* What to produce:
In the entries below, the word "RestResponse" appears on some lines. Copy each of those lines.

* Given information:

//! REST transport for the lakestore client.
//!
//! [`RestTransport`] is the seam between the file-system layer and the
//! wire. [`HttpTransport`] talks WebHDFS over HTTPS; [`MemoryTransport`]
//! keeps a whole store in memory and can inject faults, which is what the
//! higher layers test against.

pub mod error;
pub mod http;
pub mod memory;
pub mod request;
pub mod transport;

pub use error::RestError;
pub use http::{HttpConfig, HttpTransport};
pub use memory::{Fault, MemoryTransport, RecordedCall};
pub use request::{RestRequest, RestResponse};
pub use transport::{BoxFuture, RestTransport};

--

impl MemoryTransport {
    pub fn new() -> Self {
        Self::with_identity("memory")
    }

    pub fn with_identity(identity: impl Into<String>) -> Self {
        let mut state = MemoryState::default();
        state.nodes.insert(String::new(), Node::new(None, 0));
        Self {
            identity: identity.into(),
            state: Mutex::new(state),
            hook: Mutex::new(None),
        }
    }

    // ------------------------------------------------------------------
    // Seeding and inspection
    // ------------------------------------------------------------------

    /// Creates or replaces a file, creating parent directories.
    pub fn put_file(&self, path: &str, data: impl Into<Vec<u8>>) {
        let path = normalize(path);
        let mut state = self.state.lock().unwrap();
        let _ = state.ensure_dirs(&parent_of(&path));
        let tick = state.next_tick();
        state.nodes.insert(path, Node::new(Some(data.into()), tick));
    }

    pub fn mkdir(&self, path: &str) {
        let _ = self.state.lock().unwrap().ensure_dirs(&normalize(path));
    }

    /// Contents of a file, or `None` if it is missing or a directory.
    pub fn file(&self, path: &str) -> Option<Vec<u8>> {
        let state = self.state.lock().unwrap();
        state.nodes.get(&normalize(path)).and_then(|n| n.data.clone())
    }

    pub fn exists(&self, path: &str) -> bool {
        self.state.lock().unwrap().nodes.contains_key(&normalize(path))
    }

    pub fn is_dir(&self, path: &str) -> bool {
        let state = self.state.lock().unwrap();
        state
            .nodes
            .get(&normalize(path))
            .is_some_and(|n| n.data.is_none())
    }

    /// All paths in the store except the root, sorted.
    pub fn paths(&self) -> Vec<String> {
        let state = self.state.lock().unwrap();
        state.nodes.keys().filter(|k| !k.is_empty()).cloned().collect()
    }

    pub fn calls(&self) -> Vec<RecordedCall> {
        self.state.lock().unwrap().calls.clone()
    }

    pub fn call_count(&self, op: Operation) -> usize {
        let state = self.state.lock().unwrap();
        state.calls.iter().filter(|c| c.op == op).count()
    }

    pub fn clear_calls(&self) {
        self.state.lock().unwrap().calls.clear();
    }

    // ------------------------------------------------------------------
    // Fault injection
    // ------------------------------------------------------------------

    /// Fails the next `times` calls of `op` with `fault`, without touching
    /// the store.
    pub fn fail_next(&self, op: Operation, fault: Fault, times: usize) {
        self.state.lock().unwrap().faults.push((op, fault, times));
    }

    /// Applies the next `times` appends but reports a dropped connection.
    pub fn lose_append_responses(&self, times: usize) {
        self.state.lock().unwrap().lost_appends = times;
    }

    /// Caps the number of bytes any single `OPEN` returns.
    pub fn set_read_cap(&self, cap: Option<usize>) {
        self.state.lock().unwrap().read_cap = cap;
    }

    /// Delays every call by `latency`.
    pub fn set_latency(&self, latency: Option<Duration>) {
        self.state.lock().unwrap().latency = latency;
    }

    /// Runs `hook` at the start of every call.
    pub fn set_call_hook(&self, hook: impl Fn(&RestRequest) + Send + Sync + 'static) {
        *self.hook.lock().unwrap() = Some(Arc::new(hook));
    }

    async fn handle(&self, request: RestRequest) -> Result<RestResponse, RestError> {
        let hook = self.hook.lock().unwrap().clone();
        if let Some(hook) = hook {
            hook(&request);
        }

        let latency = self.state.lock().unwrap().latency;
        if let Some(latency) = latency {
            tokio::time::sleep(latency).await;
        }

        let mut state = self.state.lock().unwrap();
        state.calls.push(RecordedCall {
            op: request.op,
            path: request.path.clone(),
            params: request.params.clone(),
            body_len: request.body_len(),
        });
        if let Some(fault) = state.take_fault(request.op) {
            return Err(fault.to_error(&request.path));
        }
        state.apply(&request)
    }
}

* * *

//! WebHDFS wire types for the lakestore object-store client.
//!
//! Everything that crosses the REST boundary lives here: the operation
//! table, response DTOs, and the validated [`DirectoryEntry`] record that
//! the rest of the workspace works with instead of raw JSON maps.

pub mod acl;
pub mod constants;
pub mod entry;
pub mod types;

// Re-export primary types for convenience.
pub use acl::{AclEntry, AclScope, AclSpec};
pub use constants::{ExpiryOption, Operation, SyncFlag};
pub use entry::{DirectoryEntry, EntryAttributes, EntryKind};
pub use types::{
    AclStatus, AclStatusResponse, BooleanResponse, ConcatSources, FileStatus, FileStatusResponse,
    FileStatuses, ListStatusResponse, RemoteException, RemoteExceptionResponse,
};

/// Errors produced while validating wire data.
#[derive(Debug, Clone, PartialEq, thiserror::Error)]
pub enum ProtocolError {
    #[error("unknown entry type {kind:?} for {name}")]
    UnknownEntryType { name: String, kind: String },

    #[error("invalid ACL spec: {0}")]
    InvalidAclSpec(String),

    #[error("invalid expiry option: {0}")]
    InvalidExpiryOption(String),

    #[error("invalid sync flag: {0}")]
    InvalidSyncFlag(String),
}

* Response below:
pub use request::{RestRequest, RestResponse};
    async fn handle(&self, request: RestRequest) -> Result<RestResponse, RestError> {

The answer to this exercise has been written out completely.